▶ _Records_

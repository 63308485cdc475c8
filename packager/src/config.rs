//! Run configuration for the packager.
//!
//! [`PackagerConfig`] is the single value threaded through the pipeline. It
//! is assembled once from command-line flags, an optional `bin-release.toml`
//! file, and `NODE_ENV`; nothing downstream reads the environment itself.

use crate::cli::RunArgs;
use crate::error::{PackagerError, Result};
use crate::release::ReleaseSelector;
use crate::target::{DEFAULT_TARGET, PlatformTarget};
use camino::{Utf8Path, Utf8PathBuf};
use clap::ValueEnum;
use serde::Deserialize;

/// Release version packaged when none is configured.
pub const DEFAULT_VERSION: &str = "1.30.0";

/// Configuration file looked up in the work directory.
pub const CONFIG_FILE_NAME: &str = "bin-release.toml";

/// Directory holding the wrapper package, relative to the work directory.
pub const WRAPPER_DIR: &str = "deno";

/// Directory holding the throwaway consumer project.
pub const CONSUMER_DIR: &str = "test";

/// Environment variable selecting the manifest shape.
const NODE_ENV: &str = "NODE_ENV";

/// Whether manifests reference the registry or local tarballs.
#[derive(Debug, Clone, Copy, PartialEq, Eq, Default, ValueEnum, Deserialize)]
#[serde(rename_all = "lowercase")]
pub enum BuildMode {
    /// Optional dependencies point at registry versions.
    Production,
    /// Optional dependencies point at packed `.tgz` files next to the wrapper.
    #[default]
    Development,
}

impl BuildMode {
    /// Interpret a `NODE_ENV` value: anything starting with `prod` selects
    /// production.
    ///
    /// # Examples
    ///
    /// ```
    /// use bin_release::config::BuildMode;
    ///
    /// assert_eq!(BuildMode::from_node_env(Some("production")), BuildMode::Production);
    /// assert_eq!(BuildMode::from_node_env(Some("prod")), BuildMode::Production);
    /// assert_eq!(BuildMode::from_node_env(Some("development")), BuildMode::Development);
    /// assert_eq!(BuildMode::from_node_env(None), BuildMode::Development);
    /// ```
    #[must_use]
    pub fn from_node_env(value: Option<&str>) -> Self {
        if value.is_some_and(|v| v.starts_with("prod")) {
            Self::Production
        } else {
            Self::Development
        }
    }

    /// Read `NODE_ENV` from the process environment.
    #[must_use]
    pub fn from_env() -> Self {
        let value = std::env::var(NODE_ENV).ok();
        Self::from_node_env(value.as_deref())
    }

    /// Whether this is [`BuildMode::Production`].
    #[must_use]
    pub const fn is_production(self) -> bool {
        matches!(self, Self::Production)
    }
}

/// Package manager used to install the consumer project.
#[derive(Debug, Clone, Copy, PartialEq, Eq, Default, ValueEnum, Deserialize)]
#[serde(rename_all = "lowercase")]
pub enum PackageManager {
    /// Pack only; skip installation and the version check.
    None,
    /// `npm install` followed by `npx deno --version`.
    #[default]
    Npm,
    /// `pnpm install` followed by `pnpm exec deno --version`.
    Pnpm,
}

/// Author and license stamped into every generated manifest.
#[derive(Debug, Clone, PartialEq, Eq, Deserialize)]
#[serde(default, deny_unknown_fields)]
pub struct PackageMetadata {
    /// Value of the `author` field.
    pub author: String,
    /// Value of the `license` field.
    pub license: String,
}

impl Default for PackageMetadata {
    fn default() -> Self {
        Self {
            author: "Gitai<i@gitai.me>".to_owned(),
            license: "MIT".to_owned(),
        }
    }
}

/// Settings accepted from `bin-release.toml`.
#[derive(Debug, Clone, Default, PartialEq, Eq, Deserialize)]
#[serde(default, deny_unknown_fields)]
pub struct FileConfig {
    /// Release version to package.
    pub version: Option<String>,
    /// Target names to package when not resolving remotely.
    pub targets: Option<Vec<String>>,
    /// Release selector (`latest` or a tag) to resolve remotely.
    pub resolve: Option<String>,
    /// Package manager for the installation test.
    pub package_manager: Option<PackageManager>,
    /// Whether to download and unpack the platform binaries.
    pub fetch_binaries: Option<bool>,
    /// Manifest author and license.
    pub metadata: Option<PackageMetadata>,
}

impl FileConfig {
    /// Parse TOML configuration text.
    ///
    /// # Errors
    ///
    /// Returns the `toml` parse error, including unknown keys.
    ///
    /// # Examples
    ///
    /// ```
    /// use bin_release::config::{FileConfig, PackageManager};
    ///
    /// let config = FileConfig::parse("version = \"1.29.0\"\npackage_manager = \"pnpm\"\n")?;
    /// assert_eq!(config.version.as_deref(), Some("1.29.0"));
    /// assert_eq!(config.package_manager, Some(PackageManager::Pnpm));
    /// # Ok::<(), toml::de::Error>(())
    /// ```
    pub fn parse(contents: &str) -> std::result::Result<Self, toml::de::Error> {
        toml::from_str(contents)
    }

    /// Load the configuration file at `path`.
    ///
    /// # Errors
    ///
    /// Returns [`PackagerError::InvalidConfig`] if the file cannot be read or
    /// parsed.
    pub fn load(path: &Utf8Path) -> Result<Self> {
        let contents =
            std::fs::read_to_string(path).map_err(|e| PackagerError::InvalidConfig {
                path: path.to_owned(),
                reason: e.to_string(),
            })?;
        Self::parse(&contents).map_err(|e| PackagerError::InvalidConfig {
            path: path.to_owned(),
            reason: e.to_string(),
        })
    }
}

/// Fully resolved configuration for one packager run.
#[derive(Debug, Clone, PartialEq, Eq)]
pub struct PackagerConfig {
    /// Directory under which every package directory is created.
    pub work_dir: Utf8PathBuf,
    /// Release version to package when not resolving remotely.
    pub version: String,
    /// Target names to package when not resolving remotely.
    pub targets: Vec<String>,
    /// Remote release to resolve instead of the static version and targets.
    pub resolve: Option<ReleaseSelector>,
    /// Manifest shape.
    pub mode: BuildMode,
    /// Package manager for the installation test.
    pub package_manager: PackageManager,
    /// Whether to download and unpack platform binaries during the build.
    pub fetch_binaries: bool,
    /// Manifest author and license.
    pub metadata: PackageMetadata,
    /// Suppress progress output.
    pub quiet: bool,
}

impl Default for PackagerConfig {
    fn default() -> Self {
        Self {
            work_dir: Utf8PathBuf::from("."),
            version: DEFAULT_VERSION.to_owned(),
            targets: vec![DEFAULT_TARGET.to_owned()],
            resolve: None,
            mode: BuildMode::default(),
            package_manager: PackageManager::default(),
            fetch_binaries: false,
            metadata: PackageMetadata::default(),
            quiet: false,
        }
    }
}

impl PackagerConfig {
    /// Assemble the configuration from CLI flags, the optional config file,
    /// and the `NODE_ENV`-derived default mode.
    ///
    /// Flags override file values. An explicit `--config` must exist; the
    /// implicit `bin-release.toml` in the work directory is optional.
    ///
    /// # Errors
    ///
    /// Returns [`PackagerError::InvalidConfig`] for unreadable or malformed
    /// files and [`PackagerError::UnknownTarget`] for unknown static targets.
    pub fn from_args(args: &RunArgs, env_mode: BuildMode) -> Result<Self> {
        let work_dir = args
            .work_dir
            .clone()
            .unwrap_or_else(|| Utf8PathBuf::from("."));
        let file = load_file_config(args.config.as_deref(), &work_dir)?;
        let defaults = Self::default();

        let targets = if args.targets.is_empty() {
            file.targets.unwrap_or(defaults.targets)
        } else {
            args.targets.clone()
        };
        let resolve = args
            .resolve
            .as_deref()
            .or(file.resolve.as_deref())
            .map(ReleaseSelector::new);

        let config = Self {
            work_dir,
            version: args
                .release_version
                .clone()
                .or(file.version)
                .unwrap_or(defaults.version),
            targets,
            resolve,
            mode: args.mode.unwrap_or(env_mode),
            package_manager: args
                .package_manager
                .or(file.package_manager)
                .unwrap_or(defaults.package_manager),
            fetch_binaries: args.fetch_binaries || file.fetch_binaries.unwrap_or(false),
            metadata: file.metadata.unwrap_or(defaults.metadata),
            quiet: args.quiet,
        };
        config.validate()?;
        Ok(config)
    }

    /// Check that statically configured targets are in the platform table.
    ///
    /// # Errors
    ///
    /// Returns [`PackagerError::UnknownTarget`] for the first unknown name.
    pub fn validate(&self) -> Result<()> {
        if self.resolve.is_none() {
            for name in &self.targets {
                PlatformTarget::require(name)?;
            }
        }
        Ok(())
    }

    /// Directory of the wrapper package.
    #[must_use]
    pub fn wrapper_dir(&self) -> Utf8PathBuf {
        self.work_dir.join(WRAPPER_DIR)
    }

    /// Directory of the asset package for `name`.
    #[must_use]
    pub fn asset_dir(&self, name: &str) -> Utf8PathBuf {
        self.work_dir.join(name)
    }

    /// Directory of the throwaway consumer project.
    #[must_use]
    pub fn consumer_dir(&self) -> Utf8PathBuf {
        self.work_dir.join(CONSUMER_DIR)
    }

    /// Target whose binary the installation test runs.
    #[must_use]
    pub fn test_target(&self) -> &str {
        self.targets.first().map_or(DEFAULT_TARGET, String::as_str)
    }
}

/// Read the explicit config file, or the implicit one when present.
fn load_file_config(explicit: Option<&Utf8Path>, work_dir: &Utf8Path) -> Result<FileConfig> {
    if let Some(path) = explicit {
        log::debug!("loading config from {path}");
        return FileConfig::load(path);
    }
    let implicit = work_dir.join(CONFIG_FILE_NAME);
    if implicit.is_file() {
        log::debug!("loading config from {implicit}");
        FileConfig::load(&implicit)
    } else {
        Ok(FileConfig::default())
    }
}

▶ _Your instructions_
Repeat each line of the data above, exactly as it appears, from the first through the line that contains "the environment itself.".

▶ _Written response_
repository 63308485cdc475c8
filename packager/src/config.rs
//! Run configuration for the packager.
//!
//! [`PackagerConfig`] is the single value threaded through the pipeline. It
//! is assembled once from command-line flags, an optional `bin-release.toml`
//! file, and `NODE_ENV`; nothing downstream reads the environment itself.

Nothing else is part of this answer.